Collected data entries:
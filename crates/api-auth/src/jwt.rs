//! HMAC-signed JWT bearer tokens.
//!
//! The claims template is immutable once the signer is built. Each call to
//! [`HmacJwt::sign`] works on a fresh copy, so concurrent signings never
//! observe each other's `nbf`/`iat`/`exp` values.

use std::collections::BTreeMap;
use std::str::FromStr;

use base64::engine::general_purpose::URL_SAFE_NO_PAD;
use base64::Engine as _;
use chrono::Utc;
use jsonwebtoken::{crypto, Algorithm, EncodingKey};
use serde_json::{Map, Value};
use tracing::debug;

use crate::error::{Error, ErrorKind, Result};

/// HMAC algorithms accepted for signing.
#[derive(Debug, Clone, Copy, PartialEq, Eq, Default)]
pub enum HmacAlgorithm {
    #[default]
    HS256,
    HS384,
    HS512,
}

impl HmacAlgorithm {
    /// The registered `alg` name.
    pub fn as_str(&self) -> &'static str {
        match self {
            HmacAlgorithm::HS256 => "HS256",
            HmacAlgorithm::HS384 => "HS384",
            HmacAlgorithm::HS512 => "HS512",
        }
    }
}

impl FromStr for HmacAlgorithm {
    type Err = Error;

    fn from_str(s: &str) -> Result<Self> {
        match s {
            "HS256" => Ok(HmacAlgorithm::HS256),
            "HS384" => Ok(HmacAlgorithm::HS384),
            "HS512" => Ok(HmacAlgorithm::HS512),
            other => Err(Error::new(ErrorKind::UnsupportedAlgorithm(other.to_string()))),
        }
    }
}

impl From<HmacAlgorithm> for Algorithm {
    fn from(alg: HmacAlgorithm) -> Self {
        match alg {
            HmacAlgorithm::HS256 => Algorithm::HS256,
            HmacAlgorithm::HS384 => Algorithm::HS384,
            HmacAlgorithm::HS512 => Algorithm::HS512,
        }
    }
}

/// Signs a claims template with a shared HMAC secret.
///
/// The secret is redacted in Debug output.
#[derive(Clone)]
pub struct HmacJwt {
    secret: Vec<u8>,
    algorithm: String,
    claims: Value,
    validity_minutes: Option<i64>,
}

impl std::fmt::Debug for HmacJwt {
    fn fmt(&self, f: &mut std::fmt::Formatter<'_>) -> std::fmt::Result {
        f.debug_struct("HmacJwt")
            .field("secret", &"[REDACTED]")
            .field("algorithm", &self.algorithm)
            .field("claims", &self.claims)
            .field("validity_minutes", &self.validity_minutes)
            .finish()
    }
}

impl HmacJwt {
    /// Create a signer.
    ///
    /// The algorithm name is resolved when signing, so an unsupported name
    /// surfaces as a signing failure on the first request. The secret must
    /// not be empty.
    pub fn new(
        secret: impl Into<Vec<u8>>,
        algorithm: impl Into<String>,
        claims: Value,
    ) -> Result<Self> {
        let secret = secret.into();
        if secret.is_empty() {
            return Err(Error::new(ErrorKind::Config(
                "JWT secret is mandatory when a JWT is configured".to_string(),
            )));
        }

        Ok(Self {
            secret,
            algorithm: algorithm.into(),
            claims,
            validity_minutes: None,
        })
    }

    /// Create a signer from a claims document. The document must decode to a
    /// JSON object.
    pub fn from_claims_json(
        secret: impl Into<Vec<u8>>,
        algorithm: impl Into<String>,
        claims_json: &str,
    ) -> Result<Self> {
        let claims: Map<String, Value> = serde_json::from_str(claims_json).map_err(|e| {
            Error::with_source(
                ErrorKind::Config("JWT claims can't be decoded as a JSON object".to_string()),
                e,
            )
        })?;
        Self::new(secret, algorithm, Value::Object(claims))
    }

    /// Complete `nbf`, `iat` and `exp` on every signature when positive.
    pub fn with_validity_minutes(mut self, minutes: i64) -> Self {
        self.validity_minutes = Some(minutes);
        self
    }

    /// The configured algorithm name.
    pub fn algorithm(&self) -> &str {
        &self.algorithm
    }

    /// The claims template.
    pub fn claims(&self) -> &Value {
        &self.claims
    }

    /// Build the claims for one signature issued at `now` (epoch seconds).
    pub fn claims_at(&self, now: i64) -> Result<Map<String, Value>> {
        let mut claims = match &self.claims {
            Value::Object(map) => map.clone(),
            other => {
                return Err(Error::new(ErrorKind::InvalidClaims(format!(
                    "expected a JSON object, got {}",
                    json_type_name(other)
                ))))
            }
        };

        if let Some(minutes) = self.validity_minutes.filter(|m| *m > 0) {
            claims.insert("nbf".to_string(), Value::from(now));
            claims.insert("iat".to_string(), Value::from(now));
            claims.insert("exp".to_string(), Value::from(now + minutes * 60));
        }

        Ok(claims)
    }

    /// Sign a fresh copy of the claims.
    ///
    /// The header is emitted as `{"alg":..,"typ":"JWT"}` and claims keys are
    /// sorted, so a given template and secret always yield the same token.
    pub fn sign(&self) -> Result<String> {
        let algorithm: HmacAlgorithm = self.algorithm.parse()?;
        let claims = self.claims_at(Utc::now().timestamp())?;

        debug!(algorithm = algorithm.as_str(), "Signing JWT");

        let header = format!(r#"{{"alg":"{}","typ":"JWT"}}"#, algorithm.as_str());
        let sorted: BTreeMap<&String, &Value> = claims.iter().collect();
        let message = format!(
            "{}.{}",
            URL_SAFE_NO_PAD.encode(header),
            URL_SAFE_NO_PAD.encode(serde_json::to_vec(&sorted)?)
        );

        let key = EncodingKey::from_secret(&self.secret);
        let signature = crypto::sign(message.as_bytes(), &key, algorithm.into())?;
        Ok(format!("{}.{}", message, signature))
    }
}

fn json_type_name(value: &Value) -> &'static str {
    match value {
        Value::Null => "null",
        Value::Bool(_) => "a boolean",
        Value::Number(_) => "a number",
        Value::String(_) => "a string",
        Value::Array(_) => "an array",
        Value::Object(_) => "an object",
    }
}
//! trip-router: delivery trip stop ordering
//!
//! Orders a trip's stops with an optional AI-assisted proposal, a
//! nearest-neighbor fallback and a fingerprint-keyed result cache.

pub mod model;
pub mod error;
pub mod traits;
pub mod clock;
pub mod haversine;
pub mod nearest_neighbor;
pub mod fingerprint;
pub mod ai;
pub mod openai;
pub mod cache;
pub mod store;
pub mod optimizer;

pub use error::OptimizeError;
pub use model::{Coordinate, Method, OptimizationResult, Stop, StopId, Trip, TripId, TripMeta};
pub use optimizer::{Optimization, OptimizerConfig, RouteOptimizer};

...

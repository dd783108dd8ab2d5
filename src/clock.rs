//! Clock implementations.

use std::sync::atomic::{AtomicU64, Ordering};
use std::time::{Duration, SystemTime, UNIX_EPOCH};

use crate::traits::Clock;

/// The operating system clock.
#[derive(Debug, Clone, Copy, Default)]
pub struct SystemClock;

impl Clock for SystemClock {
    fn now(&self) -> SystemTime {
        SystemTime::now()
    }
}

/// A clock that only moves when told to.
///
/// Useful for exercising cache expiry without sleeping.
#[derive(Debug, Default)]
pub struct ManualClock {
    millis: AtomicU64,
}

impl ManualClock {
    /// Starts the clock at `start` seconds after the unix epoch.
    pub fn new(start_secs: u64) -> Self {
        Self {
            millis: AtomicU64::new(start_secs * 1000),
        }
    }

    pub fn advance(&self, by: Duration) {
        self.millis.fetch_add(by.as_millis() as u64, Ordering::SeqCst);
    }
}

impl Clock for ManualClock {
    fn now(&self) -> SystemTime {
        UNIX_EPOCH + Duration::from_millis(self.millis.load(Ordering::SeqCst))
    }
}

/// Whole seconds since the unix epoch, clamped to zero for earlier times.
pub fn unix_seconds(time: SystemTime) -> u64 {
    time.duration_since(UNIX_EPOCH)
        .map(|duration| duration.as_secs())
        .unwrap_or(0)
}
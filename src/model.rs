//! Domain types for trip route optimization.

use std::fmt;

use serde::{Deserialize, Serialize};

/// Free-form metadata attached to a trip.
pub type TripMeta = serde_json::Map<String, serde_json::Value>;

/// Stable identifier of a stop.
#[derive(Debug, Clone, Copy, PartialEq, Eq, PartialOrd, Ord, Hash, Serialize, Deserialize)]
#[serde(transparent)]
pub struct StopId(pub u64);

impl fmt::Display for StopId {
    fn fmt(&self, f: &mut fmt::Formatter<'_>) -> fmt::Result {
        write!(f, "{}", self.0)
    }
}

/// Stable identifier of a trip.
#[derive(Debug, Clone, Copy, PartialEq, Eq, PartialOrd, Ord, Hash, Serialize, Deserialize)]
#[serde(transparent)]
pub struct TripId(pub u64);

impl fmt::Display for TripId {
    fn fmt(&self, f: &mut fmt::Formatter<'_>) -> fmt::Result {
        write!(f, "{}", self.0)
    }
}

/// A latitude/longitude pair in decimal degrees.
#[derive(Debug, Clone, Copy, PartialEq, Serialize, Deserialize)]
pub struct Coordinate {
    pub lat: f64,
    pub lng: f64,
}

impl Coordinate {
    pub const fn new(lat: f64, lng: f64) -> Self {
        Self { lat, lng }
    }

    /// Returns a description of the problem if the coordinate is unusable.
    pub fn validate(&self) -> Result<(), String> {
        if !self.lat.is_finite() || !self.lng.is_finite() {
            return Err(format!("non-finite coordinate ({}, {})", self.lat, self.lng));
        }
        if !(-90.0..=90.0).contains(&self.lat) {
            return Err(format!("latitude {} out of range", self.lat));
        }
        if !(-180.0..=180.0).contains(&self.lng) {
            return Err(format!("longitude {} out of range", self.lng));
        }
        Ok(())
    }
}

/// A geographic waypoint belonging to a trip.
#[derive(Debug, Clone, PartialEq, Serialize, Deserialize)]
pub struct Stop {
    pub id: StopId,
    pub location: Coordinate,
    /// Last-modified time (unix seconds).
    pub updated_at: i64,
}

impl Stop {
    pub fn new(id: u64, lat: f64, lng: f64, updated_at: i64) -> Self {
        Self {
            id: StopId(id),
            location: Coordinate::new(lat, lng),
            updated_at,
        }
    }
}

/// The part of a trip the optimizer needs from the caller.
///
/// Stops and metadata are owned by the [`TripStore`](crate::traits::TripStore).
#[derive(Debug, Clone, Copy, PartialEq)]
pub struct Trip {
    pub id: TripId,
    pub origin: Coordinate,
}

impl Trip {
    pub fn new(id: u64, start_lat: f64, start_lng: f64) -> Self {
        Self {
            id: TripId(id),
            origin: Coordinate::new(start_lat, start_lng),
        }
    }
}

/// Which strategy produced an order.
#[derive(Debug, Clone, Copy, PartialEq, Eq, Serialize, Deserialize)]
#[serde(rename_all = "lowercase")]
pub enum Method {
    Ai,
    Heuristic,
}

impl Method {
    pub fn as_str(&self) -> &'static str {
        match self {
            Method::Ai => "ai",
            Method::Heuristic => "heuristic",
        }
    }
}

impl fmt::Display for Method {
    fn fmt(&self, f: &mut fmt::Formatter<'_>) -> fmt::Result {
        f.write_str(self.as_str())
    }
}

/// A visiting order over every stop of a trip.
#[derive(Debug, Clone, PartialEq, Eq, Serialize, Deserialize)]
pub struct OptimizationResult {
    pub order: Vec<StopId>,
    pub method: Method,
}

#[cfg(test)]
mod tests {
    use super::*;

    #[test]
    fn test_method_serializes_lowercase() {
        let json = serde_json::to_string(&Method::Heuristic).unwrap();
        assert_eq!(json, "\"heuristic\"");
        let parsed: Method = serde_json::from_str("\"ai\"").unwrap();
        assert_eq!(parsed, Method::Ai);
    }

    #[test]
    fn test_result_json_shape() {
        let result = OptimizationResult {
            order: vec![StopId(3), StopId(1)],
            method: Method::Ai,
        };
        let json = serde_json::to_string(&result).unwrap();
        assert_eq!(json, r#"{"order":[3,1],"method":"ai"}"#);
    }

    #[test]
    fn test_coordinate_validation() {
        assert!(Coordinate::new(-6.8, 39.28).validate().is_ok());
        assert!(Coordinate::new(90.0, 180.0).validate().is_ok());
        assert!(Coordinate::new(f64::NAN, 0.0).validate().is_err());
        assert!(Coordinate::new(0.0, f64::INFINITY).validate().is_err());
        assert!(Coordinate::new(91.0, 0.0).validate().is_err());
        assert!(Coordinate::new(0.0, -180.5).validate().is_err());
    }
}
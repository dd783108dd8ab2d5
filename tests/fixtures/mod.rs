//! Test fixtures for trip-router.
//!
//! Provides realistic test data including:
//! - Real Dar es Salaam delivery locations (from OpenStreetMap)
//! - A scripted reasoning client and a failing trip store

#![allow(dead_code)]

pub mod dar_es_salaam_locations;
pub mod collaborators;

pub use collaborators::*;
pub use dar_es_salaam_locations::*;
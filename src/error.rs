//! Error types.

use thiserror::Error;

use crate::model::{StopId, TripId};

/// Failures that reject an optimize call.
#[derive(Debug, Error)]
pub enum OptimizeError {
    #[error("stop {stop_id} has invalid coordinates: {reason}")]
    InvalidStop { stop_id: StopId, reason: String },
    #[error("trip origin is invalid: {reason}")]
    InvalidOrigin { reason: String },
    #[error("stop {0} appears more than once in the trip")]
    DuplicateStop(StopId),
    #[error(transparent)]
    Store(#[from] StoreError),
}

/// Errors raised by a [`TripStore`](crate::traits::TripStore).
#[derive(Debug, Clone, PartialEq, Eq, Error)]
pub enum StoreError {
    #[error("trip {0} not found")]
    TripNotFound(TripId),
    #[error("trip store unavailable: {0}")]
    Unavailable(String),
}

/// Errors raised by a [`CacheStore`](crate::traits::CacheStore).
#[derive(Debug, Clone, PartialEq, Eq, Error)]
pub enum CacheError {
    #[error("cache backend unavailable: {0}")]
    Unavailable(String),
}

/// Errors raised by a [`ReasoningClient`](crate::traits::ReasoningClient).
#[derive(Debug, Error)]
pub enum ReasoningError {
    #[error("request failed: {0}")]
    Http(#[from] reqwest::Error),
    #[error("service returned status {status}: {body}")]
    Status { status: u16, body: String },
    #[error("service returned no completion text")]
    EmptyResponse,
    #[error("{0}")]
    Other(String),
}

How to complete this task. Every line above that includes the word "enum" must appear in the answer.

Solution.
pub enum HmacAlgorithm {
pub enum Method {
pub enum OptimizeError {
pub enum StoreError {
pub enum CacheError {
pub enum ReasoningError {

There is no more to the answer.